[DATA TO PROCESS]:

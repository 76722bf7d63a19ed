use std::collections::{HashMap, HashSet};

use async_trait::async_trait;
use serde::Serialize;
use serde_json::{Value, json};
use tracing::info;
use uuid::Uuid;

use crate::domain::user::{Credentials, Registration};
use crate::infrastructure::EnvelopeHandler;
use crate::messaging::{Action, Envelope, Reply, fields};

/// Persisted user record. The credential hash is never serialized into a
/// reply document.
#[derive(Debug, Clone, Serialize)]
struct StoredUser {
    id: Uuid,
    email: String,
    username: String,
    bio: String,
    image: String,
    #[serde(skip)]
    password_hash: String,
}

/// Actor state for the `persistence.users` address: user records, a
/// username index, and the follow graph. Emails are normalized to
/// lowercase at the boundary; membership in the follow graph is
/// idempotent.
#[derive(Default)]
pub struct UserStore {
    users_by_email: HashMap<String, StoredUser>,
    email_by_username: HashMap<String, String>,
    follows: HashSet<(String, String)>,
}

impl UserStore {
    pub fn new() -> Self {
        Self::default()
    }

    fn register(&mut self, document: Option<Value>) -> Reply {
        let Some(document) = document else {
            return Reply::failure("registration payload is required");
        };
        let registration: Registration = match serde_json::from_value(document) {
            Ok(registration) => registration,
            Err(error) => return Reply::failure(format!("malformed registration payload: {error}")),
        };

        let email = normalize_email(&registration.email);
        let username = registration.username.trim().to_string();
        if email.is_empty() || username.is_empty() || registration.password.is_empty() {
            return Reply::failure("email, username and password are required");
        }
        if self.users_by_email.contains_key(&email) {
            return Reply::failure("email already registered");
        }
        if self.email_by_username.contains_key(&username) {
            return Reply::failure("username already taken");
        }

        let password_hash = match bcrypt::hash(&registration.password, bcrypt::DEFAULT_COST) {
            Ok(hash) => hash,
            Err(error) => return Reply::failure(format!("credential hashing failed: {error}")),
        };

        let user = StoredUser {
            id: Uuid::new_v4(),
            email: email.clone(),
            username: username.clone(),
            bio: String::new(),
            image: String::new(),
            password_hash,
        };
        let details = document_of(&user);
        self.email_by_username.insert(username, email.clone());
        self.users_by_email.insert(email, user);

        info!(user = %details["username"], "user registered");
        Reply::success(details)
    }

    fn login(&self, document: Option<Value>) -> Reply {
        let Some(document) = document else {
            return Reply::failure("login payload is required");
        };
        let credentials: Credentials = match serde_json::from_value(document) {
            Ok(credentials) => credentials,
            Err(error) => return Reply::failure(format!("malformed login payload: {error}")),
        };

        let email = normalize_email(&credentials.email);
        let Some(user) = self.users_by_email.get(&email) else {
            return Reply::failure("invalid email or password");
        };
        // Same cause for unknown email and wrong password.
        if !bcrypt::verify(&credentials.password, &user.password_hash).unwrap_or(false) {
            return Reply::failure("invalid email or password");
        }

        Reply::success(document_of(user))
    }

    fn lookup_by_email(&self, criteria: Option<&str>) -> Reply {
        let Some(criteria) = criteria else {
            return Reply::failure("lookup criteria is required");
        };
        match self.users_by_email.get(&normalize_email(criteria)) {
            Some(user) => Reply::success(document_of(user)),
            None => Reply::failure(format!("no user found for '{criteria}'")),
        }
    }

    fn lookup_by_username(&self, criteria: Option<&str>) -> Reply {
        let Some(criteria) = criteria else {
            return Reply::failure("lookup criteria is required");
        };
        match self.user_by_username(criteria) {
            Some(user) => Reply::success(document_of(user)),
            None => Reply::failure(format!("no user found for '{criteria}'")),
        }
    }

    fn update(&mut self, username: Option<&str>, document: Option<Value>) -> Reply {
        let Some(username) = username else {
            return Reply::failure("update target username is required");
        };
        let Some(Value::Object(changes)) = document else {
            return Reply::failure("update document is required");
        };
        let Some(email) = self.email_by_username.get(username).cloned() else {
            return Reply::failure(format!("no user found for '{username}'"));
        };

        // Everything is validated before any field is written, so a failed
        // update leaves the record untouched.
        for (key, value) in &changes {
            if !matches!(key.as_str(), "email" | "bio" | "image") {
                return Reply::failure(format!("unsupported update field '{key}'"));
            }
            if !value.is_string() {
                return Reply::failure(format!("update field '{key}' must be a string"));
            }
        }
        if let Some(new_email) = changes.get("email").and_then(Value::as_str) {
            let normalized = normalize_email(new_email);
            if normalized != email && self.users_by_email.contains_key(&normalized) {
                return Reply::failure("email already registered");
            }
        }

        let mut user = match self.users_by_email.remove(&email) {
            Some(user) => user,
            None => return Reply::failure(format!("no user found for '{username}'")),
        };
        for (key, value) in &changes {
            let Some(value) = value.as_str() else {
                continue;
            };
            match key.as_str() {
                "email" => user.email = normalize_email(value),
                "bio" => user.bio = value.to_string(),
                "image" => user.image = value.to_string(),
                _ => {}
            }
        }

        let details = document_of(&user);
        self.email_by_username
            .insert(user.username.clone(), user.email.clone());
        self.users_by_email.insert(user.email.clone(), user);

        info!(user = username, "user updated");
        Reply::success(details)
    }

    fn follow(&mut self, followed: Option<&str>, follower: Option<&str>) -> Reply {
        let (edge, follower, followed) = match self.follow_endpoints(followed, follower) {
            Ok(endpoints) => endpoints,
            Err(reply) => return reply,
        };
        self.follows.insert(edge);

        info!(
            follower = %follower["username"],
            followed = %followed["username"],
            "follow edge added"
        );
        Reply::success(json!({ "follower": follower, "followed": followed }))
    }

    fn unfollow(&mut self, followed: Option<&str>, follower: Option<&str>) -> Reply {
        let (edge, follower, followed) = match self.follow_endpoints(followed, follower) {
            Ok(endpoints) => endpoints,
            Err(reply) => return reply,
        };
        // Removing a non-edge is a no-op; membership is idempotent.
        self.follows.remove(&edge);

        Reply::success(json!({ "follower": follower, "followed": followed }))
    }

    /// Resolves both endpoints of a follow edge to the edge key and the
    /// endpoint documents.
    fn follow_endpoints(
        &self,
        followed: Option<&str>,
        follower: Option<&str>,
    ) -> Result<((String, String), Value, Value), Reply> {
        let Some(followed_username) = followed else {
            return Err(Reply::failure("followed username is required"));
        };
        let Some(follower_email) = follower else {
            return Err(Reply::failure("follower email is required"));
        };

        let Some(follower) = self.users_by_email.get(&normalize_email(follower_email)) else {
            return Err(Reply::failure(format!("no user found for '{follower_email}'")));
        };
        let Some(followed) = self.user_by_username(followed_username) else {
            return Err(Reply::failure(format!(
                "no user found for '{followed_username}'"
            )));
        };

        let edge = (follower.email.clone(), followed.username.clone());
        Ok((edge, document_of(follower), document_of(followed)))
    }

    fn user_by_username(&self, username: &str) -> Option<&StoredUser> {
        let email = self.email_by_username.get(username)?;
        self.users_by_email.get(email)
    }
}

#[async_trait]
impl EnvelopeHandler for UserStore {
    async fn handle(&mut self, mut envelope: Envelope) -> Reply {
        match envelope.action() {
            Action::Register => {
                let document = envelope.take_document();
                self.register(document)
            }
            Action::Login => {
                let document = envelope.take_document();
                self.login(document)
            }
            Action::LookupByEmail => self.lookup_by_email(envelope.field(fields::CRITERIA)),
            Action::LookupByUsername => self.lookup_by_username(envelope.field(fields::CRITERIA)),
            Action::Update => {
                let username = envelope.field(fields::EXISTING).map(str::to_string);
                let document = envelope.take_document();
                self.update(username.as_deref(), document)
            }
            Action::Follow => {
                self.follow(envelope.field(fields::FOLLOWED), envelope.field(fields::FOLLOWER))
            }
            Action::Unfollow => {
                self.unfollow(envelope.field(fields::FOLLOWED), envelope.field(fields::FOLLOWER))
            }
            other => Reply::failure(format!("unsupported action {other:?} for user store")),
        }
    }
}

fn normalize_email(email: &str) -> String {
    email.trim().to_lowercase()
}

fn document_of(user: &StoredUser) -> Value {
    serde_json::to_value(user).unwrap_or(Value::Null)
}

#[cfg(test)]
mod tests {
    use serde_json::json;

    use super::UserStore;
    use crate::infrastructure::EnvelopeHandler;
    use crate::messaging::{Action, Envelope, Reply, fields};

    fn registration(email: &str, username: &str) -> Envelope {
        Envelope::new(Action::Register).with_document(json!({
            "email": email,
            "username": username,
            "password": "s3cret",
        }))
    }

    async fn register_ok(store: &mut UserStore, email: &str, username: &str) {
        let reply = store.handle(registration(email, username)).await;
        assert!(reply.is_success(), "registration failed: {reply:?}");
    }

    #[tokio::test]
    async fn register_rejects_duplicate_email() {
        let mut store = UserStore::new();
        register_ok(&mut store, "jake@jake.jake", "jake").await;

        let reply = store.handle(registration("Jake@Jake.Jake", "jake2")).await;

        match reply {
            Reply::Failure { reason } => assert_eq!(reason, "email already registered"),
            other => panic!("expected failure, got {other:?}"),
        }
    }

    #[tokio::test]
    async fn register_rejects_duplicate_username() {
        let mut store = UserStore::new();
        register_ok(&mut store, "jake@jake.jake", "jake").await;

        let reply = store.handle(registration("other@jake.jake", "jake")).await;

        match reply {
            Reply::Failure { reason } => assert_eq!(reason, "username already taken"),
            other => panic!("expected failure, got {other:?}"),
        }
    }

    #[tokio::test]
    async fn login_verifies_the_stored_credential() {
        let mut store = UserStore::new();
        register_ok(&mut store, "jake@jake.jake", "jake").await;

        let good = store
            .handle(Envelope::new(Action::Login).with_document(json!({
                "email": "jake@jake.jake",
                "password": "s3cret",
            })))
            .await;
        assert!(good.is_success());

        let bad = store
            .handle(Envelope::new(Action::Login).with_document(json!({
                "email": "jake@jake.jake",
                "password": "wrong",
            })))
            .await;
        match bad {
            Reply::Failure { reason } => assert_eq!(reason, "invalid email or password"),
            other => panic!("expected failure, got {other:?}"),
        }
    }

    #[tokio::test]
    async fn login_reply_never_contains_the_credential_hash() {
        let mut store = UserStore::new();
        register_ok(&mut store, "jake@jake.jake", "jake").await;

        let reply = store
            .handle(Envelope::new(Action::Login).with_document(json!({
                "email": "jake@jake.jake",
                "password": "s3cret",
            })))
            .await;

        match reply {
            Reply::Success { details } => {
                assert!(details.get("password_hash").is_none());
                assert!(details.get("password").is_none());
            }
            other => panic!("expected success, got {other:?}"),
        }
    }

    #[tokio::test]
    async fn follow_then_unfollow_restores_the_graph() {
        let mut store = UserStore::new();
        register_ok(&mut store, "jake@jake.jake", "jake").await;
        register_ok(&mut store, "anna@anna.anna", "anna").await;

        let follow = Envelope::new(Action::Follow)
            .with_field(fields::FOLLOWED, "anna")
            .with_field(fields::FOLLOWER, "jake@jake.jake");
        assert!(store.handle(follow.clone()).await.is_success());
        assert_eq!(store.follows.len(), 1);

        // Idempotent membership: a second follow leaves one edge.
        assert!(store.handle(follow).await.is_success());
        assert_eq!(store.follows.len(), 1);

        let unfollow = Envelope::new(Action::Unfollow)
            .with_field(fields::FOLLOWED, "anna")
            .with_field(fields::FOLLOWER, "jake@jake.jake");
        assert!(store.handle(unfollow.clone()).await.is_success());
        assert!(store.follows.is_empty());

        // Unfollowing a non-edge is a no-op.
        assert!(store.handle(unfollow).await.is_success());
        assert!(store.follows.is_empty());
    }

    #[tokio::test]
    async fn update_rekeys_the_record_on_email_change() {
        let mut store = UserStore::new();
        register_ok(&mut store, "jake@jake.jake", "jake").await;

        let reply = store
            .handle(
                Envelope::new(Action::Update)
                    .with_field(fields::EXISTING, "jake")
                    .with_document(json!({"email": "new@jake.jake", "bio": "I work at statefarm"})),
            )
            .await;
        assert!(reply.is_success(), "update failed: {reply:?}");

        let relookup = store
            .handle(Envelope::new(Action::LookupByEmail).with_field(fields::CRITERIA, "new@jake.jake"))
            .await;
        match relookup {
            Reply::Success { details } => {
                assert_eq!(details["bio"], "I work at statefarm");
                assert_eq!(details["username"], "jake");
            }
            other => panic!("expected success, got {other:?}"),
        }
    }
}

[WHAT THE TASK ASKS]: Reproduce every line in the records above that contains the word "follows".

[RESULT OF THE EXERCISE]:
    follows: HashSet<(String, String)>,
        self.follows.insert(edge);
        self.follows.remove(&edge);
        assert_eq!(store.follows.len(), 1);
        assert_eq!(store.follows.len(), 1);
        assert!(store.follows.is_empty());
        assert!(store.follows.is_empty());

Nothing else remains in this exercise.